As the Trump administration lurches from failure to incompetence to disaster and back again, it's important to keep pointing out that there is progress still happening in this country—it's just not originating from Congress or the White House. And a lot of the best news continues to be about renewable energy—and I don't just mean last month's revelation that the Kentucky Coal Museum installed 80 solar panels on its roof to lower its electric bill.
A more significant solar milestone reported this week is that for a few hours on March 11 utility-scale solar power met roughly half of the electricity needs of the grid that supplies electricity to 80 percent of California and part of Nevada. That's kind of amazing when you consider that California's current goal is to get half of its electricity from renewable sources by 2030. Seems like a clear opportunity to both raise California's goal and accelerate the timeline, no?
As great as the news from the Golden State is, though, I'm even more encouraged by what's happening in cities across the nation. On April 9, Chicago mayor Rahm Emanuel announced that the city would transition all of its municipal buildings and operations to 100 percent clean, renewable energy by 2025. That currently makes Chicago the largest fleet of public buildings in the country to commit to clean energy. It's a doubly sweet victory because the Sierra Club's Beyond Coal campaign traces some of its (grass)roots to the struggle to close Chicago's notorious Fisk and Crawford coal plants, which were finally retired in 2012.
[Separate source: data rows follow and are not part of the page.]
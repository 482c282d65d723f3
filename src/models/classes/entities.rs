use serde::{Deserialize, Serialize};
use ts_rs::TS;

#[derive(Debug, Clone, Serialize, Deserialize, TS)]
#[ts(export, export_to = "../frontend/src/types/generated/class.ts")]
pub struct Class {
    // 班级ID
    pub id: i64,
    // 班级名称
    pub class_name: String,
    // 班级描述
    pub description: Option<String>,
    // 任课教师ID（班级所有者）
    pub teacher_id: i64,
    // 创建时间
    pub created_at: chrono::DateTime<chrono::Utc>,
    // 更新时间
    pub updated_at: chrono::DateTime<chrono::Utc>,
}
One day after Chicago's announcement, Portland mayor Ted Wheeler and Multnomah County commissioner Jessica Vega-Pederson announced a new plan for transitioning the City of Roses to 100 percent clean energy by 2050. Once approved by the city and county commissioners, the plan will make Portland the largest city in the country to commit to transition all energy sectors to 100 percent clean energy (San Diego, which is larger, has so far committed to 100 percent clean electricity).
Finally, on May 1, the Atlanta city council unanimously approved a measure that establishes a community-wide goal of transitioning to 100 percent renewable energy by 2035. The resolution also directs the Atlanta Office of Sustainability to develop a plan by January 2018 to meet the 100 percent renewable energy goal across all city operations by 2025 and community-wide by 2035. Atlanta is the largest southern city so far to commit to 100 percent clean, renewable energy.
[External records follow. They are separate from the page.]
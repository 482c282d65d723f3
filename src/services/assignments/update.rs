use tracing::info;

use super::{AssignmentService, assignment_target};
use crate::access::{Actor, Operation};
use crate::errors::{GradebookError, Result};
use crate::events::{AuditAction, AuditEntry, NotificationEvent};
use crate::models::assignments::{Assignment, AssignmentPatch, UpdateAssignmentRequest};
use crate::utils::validate::{validate_max_points, validate_title};

pub async fn update_assignment(
    service: &AssignmentService,
    actor: &Actor,
    assignment_id: i64,
    req: UpdateAssignmentRequest,
) -> Result<Assignment> {
    let ctx = &service.ctx;

    let existing = ctx
        .storage
        .get_assignment_by_id(assignment_id)
        .await?
        .ok_or_else(|| GradebookError::assignment_not_found("作业不存在"))?;

    ctx.authorize(
        actor,
        Operation::UpdateAssignment,
        assignment_target(&existing),
        GradebookError::UnauthorizedClassAccess,
    )
    .await?;

    let mut patch = AssignmentPatch::from(req);
    if patch.is_empty() {
        return Err(GradebookError::no_valid_fields_to_update(
            "没有可更新的字段",
        ));
    }

    if let Some(title) = patch.title.as_mut() {
        validate_title(title).map_err(GradebookError::validation)?;
        *title = title.trim().to_string();
    }
    if let Some(max_points) = patch.max_points {
        validate_max_points(max_points).map_err(GradebookError::validation)?;
    }
    if patch.due_date.is_some_and(|due| due <= ctx.clock.now()) {
        return Err(GradebookError::due_date_must_be_future(
            "截止时间必须晚于当前时间",
        ));
    }

    let fields: Vec<&str> = [
        ("title", patch.title.is_some()),
        ("description", patch.description.is_some()),
        ("due_date", patch.due_date.is_some()),
        ("max_points", patch.max_points.is_some()),
        ("assignment_type", patch.assignment_type.is_some()),
    ]
    .into_iter()
    .filter_map(|(name, set)| set.then_some(name))
    .collect();

    let updated = ctx
        .storage
        .update_assignment(assignment_id, patch, ctx.clock.now())
        .await?
        .ok_or_else(|| GradebookError::assignment_not_found("作业不存在"))?;

    info!(assignment_id, actor_id = actor.id, ?fields, "作业已更新");

    ctx.events.notify(NotificationEvent::AssignmentUpdated {
        assignment_id: updated.id,
        class_id: updated.class_id,
        title: updated.title.clone(),
    });
    ctx.events.audit(AuditEntry::new(
        AuditAction::AssignmentUpdate,
        actor.id,
        serde_json::json!({ "assignment_id": assignment_id, "fields": fields }),
    ));

    Ok(updated)
}

#[cfg(test)]
mod tests {
    use super::*;
    use crate::models::assignments::AssignmentType;
    use crate::test_support::Scenario;

    #[tokio::test]
    async fn test_update_applies_patch() {
        let s = Scenario::new(1).await;
        let service = AssignmentService::new(s.ctx.clone());
        let assignment = s.assignment(24, 20.0).await;

        let new_due = s.now() + chrono::Duration::hours(48);
        let updated = service
            .update_assignment(
                &s.owner,
                assignment.id,
                UpdateAssignmentRequest {
                    title: Some("Lab 2 ".to_string()),
                    due_date: Some(new_due),
                    assignment_type: Some(AssignmentType::Quiz),
                    ..Default::default()
                },
            )
            .await
            .unwrap();

        assert_eq!(updated.title, "Lab 2");
        assert_eq!(updated.due_date, new_due);
        assert_eq!(updated.assignment_type, AssignmentType::Quiz);
        assert_eq!(updated.max_points, 20.0);

        s.ctx.events.flush().await;
        assert_eq!(s.audit.actions(), vec![AuditAction::AssignmentUpdate]);
    }

    #[tokio::test]
    async fn test_update_rejects_empty_patch() {
        let s = Scenario::new(0).await;
        let service = AssignmentService::new(s.ctx.clone());
        let assignment = s.assignment(24, 20.0).await;

        let err = service
            .update_assignment(&s.owner, assignment.id, UpdateAssignmentRequest::default())
            .await
            .unwrap_err();
        assert!(matches!(err, GradebookError::NoValidFieldsToUpdate(_)));
    }

    #[tokio::test]
    async fn test_update_revalidates_due_date() {
        let s = Scenario::new(0).await;
        let service = AssignmentService::new(s.ctx.clone());
        let assignment = s.assignment(24, 20.0).await;

        let err = service
            .update_assignment(
                &s.owner,
                assignment.id,
                UpdateAssignmentRequest {
                    due_date: Some(s.now() - chrono::Duration::minutes(1)),
                    ..Default::default()
                },
            )
            .await
            .unwrap_err();
        assert!(matches!(err, GradebookError::DueDateMustBeFuture(_)));
    }

    #[tokio::test]
    async fn test_update_owner_or_admin_only() {
        let s = Scenario::new(1).await;
        let service = AssignmentService::new(s.ctx.clone());
        let assignment = s.assignment(24, 20.0).await;
        let patch = || UpdateAssignmentRequest {
            description: Some("updated".to_string()),
            ..Default::default()
        };

        let err = service
            .update_assignment(&s.other_teacher, assignment.id, patch())
            .await
            .unwrap_err();
        assert!(matches!(err, GradebookError::UnauthorizedClassAccess(_)));

        let updated = service
            .update_assignment(&s.admin, assignment.id, patch())
            .await
            .unwrap();
        assert_eq!(updated.description.as_deref(), Some("updated"));

        let err = service
            .update_assignment(&s.owner, 404, patch())
            .await
            .unwrap_err();
        assert!(matches!(err, GradebookError::AssignmentNotFound(_)));
    }
}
Three big cities in three different parts of the country have all recognized both the importance and the opportunity of renewable energy. They aren't alone, either. In all, 29 cities across the U.S. have committed to transition to 100 percent clean and renewable energy.
Although it's tempting to see this as a natural response to federal inaction and rollback on climate change, the trend started long before Trump's election. The real reason municipal governments are taking the lead on clean energy is because it's so much better for the people who live in those cities: It's healthier, it costs less, it creates better jobs, and it makes cities more livable. What's not to like?
That's why the Sierra Club's "Ready for 100" campaign has launched a new initiative: Mayors for 100% Clean Energy. We're calling on mayors to lead ambitious national progress by pledging their support for a community-wide transition to 100 percent renewable energy. And, frankly, it's not a hard sell. Dozens of mayors have already signed on. If you live in a city, you can find out whether your mayor is one of them here. More importantly, if your mayor isn't on board, you can do something about it.
The Republican Congress and the Trump administration seem to agree on just one thing: walking America backward. And though their current majority means we must fight every attempted rollback with unflagging persistence and determination, we must press forward with an inclusive vision of 100 percent clean energy that works for all. Trump and friends can't keep us from taking two (or 200!) steps forward for every step that they retreat. And when it comes to renewable energy, those steps are more like a sprint. Every day seems to bring news of more progress, whether it's from cities, counties, states… or coal museums.